> **Description of the task**: Looking at the data below, state how many lines contain "move". No other words are wanted.

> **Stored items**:
==========

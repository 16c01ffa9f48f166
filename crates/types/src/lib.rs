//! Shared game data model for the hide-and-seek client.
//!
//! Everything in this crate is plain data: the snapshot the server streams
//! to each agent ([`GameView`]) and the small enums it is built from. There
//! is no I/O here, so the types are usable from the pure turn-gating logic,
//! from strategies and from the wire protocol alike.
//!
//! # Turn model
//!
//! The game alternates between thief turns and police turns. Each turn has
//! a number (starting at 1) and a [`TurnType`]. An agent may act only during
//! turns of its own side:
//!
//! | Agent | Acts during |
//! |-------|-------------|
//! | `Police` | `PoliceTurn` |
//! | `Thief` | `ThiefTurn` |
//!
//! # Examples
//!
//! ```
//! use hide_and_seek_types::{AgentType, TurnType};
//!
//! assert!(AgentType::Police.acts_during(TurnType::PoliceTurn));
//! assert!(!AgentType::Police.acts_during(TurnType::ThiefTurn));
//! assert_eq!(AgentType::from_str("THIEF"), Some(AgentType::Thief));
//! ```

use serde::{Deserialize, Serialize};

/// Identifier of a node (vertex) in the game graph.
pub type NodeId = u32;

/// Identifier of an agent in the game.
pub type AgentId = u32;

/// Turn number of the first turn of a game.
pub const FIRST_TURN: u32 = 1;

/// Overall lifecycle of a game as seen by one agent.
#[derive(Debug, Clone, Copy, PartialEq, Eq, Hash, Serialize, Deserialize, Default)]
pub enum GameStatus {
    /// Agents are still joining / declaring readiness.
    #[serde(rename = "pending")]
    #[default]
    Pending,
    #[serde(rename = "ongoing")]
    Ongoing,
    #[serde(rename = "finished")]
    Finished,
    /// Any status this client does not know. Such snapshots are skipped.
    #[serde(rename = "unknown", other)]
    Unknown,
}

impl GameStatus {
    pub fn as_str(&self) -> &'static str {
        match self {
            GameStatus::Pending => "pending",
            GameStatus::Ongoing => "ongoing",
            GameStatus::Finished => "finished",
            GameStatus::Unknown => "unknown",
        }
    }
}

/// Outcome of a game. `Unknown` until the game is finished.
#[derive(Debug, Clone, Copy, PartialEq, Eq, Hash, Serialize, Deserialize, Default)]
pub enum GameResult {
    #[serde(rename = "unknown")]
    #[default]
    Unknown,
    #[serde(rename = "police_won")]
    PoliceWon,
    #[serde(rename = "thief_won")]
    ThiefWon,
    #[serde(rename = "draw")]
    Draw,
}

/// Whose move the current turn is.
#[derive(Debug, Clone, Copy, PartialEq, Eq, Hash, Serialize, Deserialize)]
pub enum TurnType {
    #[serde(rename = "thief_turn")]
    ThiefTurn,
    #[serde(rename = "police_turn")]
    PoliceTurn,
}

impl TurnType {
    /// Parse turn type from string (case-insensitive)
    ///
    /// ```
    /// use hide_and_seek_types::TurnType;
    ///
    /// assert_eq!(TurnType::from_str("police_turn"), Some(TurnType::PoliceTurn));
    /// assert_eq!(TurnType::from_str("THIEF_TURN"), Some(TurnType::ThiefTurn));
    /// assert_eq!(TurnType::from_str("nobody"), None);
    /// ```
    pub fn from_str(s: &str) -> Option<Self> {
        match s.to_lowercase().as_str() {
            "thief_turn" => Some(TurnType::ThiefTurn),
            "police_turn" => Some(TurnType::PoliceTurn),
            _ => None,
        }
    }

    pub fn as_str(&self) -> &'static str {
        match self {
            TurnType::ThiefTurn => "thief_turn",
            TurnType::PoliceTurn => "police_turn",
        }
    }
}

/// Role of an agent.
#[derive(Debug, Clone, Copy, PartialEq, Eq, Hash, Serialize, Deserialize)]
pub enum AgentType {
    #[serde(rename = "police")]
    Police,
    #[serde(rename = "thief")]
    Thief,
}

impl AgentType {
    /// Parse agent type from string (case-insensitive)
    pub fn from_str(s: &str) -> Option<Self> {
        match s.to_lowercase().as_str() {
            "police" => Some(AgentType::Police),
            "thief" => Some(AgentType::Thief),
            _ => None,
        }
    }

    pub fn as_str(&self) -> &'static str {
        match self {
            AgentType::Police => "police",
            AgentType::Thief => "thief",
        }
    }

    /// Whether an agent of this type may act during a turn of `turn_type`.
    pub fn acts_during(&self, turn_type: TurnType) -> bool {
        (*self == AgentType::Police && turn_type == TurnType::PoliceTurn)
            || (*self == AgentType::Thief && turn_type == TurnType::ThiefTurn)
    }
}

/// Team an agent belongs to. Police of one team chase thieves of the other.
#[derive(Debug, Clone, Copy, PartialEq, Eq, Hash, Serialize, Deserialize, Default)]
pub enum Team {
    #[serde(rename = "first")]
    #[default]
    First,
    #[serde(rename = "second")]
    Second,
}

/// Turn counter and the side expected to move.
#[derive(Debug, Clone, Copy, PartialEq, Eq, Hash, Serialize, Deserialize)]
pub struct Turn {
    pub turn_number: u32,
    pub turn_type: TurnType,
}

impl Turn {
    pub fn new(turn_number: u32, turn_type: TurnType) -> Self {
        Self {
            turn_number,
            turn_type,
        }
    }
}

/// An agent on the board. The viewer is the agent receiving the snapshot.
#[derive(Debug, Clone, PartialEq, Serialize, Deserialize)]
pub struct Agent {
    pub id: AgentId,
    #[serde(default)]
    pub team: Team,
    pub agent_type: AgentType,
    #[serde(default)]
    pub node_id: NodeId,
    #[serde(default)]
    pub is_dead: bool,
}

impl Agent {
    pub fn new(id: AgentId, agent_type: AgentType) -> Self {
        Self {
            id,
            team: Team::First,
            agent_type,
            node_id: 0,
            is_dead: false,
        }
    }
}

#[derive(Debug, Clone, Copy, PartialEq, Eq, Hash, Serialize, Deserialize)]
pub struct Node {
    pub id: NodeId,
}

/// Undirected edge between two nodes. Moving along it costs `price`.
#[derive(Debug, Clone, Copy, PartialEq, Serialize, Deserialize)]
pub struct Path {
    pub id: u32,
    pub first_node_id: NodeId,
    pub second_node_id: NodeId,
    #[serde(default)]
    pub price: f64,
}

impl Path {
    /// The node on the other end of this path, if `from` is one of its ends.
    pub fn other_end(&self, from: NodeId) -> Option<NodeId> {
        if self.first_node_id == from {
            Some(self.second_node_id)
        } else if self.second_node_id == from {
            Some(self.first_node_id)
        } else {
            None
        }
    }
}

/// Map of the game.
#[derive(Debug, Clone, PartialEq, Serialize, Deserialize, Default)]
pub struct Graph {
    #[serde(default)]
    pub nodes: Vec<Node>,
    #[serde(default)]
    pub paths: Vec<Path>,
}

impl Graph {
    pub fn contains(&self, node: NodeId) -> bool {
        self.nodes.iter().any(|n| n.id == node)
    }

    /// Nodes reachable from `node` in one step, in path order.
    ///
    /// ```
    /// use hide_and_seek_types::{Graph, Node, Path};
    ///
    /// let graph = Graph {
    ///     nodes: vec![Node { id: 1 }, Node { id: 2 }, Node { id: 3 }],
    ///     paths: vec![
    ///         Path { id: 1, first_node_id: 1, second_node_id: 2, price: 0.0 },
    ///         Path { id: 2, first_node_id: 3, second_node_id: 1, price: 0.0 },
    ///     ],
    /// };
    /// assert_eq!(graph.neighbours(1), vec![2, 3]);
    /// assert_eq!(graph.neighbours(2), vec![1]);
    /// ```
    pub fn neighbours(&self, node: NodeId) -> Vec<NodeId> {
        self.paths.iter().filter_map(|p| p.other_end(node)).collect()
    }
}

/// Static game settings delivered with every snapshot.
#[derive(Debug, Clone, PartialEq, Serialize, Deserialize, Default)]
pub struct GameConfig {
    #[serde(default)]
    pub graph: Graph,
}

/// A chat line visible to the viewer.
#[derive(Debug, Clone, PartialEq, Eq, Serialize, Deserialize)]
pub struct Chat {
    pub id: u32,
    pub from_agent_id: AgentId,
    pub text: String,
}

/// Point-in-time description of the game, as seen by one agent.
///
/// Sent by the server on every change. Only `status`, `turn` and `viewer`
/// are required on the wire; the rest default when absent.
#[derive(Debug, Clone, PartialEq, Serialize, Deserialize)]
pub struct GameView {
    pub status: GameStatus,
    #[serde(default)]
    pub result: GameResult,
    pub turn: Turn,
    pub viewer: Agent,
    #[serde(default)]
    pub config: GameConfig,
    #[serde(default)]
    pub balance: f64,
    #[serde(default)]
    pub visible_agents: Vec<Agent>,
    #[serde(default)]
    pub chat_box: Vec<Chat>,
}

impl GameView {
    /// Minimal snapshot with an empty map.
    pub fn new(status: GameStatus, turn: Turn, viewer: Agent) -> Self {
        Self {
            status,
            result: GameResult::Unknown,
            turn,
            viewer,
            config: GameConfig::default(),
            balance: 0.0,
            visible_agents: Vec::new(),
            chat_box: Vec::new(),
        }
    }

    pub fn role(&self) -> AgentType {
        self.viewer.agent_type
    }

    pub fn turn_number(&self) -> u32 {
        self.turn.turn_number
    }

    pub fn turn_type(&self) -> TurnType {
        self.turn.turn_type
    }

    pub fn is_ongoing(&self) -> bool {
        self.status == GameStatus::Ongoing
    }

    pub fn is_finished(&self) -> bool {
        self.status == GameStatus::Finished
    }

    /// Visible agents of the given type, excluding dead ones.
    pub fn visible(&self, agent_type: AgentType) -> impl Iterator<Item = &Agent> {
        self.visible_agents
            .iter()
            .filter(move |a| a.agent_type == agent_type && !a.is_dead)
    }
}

==========

> **Response to this task**: 3